RECORDS SUPPLIED START

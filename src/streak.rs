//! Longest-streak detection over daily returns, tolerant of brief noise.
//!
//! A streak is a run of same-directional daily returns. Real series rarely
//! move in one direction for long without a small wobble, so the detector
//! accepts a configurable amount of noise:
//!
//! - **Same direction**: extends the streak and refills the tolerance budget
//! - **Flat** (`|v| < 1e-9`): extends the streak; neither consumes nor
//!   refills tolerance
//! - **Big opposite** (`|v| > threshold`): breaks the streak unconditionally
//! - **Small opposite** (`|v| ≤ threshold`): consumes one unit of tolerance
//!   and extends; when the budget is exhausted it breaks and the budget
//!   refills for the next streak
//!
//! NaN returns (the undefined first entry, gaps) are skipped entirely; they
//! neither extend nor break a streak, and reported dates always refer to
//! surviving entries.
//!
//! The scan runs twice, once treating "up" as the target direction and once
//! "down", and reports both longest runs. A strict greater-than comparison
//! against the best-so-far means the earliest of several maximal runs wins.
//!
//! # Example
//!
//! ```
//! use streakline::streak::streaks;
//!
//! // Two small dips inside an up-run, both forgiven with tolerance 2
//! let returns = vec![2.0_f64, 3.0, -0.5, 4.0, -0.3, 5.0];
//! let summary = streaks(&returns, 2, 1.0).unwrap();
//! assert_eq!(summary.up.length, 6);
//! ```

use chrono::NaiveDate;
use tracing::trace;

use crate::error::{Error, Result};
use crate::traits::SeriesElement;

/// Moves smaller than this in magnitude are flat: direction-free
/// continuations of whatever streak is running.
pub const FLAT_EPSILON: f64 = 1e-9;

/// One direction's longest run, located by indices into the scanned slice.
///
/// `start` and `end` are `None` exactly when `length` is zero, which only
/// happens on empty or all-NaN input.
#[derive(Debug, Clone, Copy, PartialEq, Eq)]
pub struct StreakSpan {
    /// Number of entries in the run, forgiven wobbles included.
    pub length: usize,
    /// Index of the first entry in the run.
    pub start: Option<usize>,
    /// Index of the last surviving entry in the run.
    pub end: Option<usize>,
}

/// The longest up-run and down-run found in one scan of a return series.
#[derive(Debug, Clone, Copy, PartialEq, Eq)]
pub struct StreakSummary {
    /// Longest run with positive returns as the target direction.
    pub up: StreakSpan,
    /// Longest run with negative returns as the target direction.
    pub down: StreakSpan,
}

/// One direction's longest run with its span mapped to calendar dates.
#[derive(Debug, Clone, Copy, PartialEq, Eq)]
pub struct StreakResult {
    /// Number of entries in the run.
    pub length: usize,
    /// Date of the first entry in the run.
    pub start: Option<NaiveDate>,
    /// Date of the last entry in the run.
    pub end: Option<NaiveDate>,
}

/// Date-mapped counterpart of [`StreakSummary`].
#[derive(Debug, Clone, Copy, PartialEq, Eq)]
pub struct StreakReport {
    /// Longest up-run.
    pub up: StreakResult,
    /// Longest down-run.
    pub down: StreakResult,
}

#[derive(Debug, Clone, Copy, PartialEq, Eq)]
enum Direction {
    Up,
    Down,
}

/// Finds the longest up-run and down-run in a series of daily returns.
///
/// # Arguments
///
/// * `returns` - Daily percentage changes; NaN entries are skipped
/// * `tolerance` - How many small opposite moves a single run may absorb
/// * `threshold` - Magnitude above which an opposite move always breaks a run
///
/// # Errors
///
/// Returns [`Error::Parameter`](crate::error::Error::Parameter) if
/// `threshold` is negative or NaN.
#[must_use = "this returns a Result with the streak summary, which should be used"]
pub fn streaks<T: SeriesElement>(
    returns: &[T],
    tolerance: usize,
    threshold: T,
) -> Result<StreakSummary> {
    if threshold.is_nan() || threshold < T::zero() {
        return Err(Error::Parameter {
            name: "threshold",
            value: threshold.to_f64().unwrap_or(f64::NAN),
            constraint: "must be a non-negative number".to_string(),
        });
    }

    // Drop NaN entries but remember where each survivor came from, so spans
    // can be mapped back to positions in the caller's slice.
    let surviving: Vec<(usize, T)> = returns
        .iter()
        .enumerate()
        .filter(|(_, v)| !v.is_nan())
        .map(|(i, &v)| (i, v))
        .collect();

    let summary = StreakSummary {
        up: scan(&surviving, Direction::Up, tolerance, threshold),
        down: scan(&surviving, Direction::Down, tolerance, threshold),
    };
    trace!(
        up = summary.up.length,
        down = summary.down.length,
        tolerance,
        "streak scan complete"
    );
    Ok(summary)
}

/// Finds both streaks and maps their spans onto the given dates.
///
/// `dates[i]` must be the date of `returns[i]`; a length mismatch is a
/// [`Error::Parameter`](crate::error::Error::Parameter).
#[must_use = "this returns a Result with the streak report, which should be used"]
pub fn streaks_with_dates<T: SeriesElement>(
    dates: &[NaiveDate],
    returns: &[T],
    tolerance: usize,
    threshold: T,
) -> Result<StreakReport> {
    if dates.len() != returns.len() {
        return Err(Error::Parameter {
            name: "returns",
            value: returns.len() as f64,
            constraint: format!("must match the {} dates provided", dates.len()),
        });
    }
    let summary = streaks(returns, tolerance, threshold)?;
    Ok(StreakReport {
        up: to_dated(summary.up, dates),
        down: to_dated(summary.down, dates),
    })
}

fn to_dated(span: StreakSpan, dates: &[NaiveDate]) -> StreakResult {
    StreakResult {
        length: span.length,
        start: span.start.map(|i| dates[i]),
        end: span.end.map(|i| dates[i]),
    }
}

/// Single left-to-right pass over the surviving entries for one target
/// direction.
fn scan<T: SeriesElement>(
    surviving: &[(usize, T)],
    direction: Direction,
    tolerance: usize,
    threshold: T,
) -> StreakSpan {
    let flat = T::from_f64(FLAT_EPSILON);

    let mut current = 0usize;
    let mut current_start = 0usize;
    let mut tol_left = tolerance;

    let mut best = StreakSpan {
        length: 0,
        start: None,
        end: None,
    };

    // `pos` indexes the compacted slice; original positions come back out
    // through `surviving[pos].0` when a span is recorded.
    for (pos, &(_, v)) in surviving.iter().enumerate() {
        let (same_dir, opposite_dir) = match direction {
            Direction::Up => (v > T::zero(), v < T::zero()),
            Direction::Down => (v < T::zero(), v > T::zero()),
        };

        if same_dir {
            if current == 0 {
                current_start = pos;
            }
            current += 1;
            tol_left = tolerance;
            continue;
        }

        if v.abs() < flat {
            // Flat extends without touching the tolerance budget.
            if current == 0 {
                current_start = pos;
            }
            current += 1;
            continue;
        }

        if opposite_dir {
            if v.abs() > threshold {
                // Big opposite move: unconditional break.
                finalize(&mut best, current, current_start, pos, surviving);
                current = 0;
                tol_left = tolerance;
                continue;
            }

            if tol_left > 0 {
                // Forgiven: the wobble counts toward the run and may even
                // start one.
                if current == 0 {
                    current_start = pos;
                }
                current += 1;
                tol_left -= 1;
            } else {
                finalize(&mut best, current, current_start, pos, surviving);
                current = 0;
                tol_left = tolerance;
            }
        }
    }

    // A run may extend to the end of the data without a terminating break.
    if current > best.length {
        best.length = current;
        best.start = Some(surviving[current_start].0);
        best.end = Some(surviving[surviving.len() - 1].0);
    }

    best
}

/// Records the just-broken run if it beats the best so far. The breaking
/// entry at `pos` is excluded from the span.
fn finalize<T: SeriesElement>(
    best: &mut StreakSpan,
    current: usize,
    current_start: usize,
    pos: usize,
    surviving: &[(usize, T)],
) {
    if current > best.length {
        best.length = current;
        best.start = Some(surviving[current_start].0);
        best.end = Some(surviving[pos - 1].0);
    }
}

RECORDS SUPPLIED END

Pick each line holding the word "budget" out of the listing.

//! - **Same direction**: extends the streak and refills the tolerance budget
//!   and extends; when the budget is exhausted it breaks and the budget
            // Flat extends without touching the tolerance budget.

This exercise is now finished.